## Try it
In the data below, how many lines contain the string "write"? Give only the number.

[Dataset entries]

========================================================================

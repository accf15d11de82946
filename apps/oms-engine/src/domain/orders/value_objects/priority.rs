//! Order priority for routing and queue selection.

use serde::{Deserialize, Serialize};
use std::fmt;

/// Routing priority.
///
/// Influences venue and queue selection only; it never affects
/// state-machine timing or time-in-force semantics.
#[derive(Debug, Clone, Copy, PartialEq, Eq, PartialOrd, Ord, Hash, Serialize, Deserialize)]
#[serde(rename_all = "SCREAMING_SNAKE_CASE")]
pub enum OrderPriority {
    /// Background priority.
    Low,
    /// Default priority.
    Normal,
    /// Elevated priority.
    High,
    /// Highest priority.
    Urgent,
}

impl Default for OrderPriority {
    fn default() -> Self {
        Self::Normal
    }
}

impl fmt::Display for OrderPriority {
    fn fmt(&self, f: &mut fmt::Formatter<'_>) -> fmt::Result {
        match self {
            Self::Low => write!(f, "LOW"),
            Self::Normal => write!(f, "NORMAL"),
            Self::High => write!(f, "HIGH"),
            Self::Urgent => write!(f, "URGENT"),
        }
    }
}

#[cfg(test)]
mod tests {
    use super::*;

    #[test]
    fn priority_ordering() {
        assert!(OrderPriority::Urgent > OrderPriority::High);
        assert!(OrderPriority::High > OrderPriority::Normal);
        assert!(OrderPriority::Normal > OrderPriority::Low);
    }

    #[test]
    fn priority_default() {
        assert_eq!(OrderPriority::default(), OrderPriority::Normal);
    }

    #[test]
    fn priority_serde() {
        let json = serde_json::to_string(&OrderPriority::Urgent).unwrap();
        assert_eq!(json, "\"URGENT\"");
    }
}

========================================================================

## Task solution
4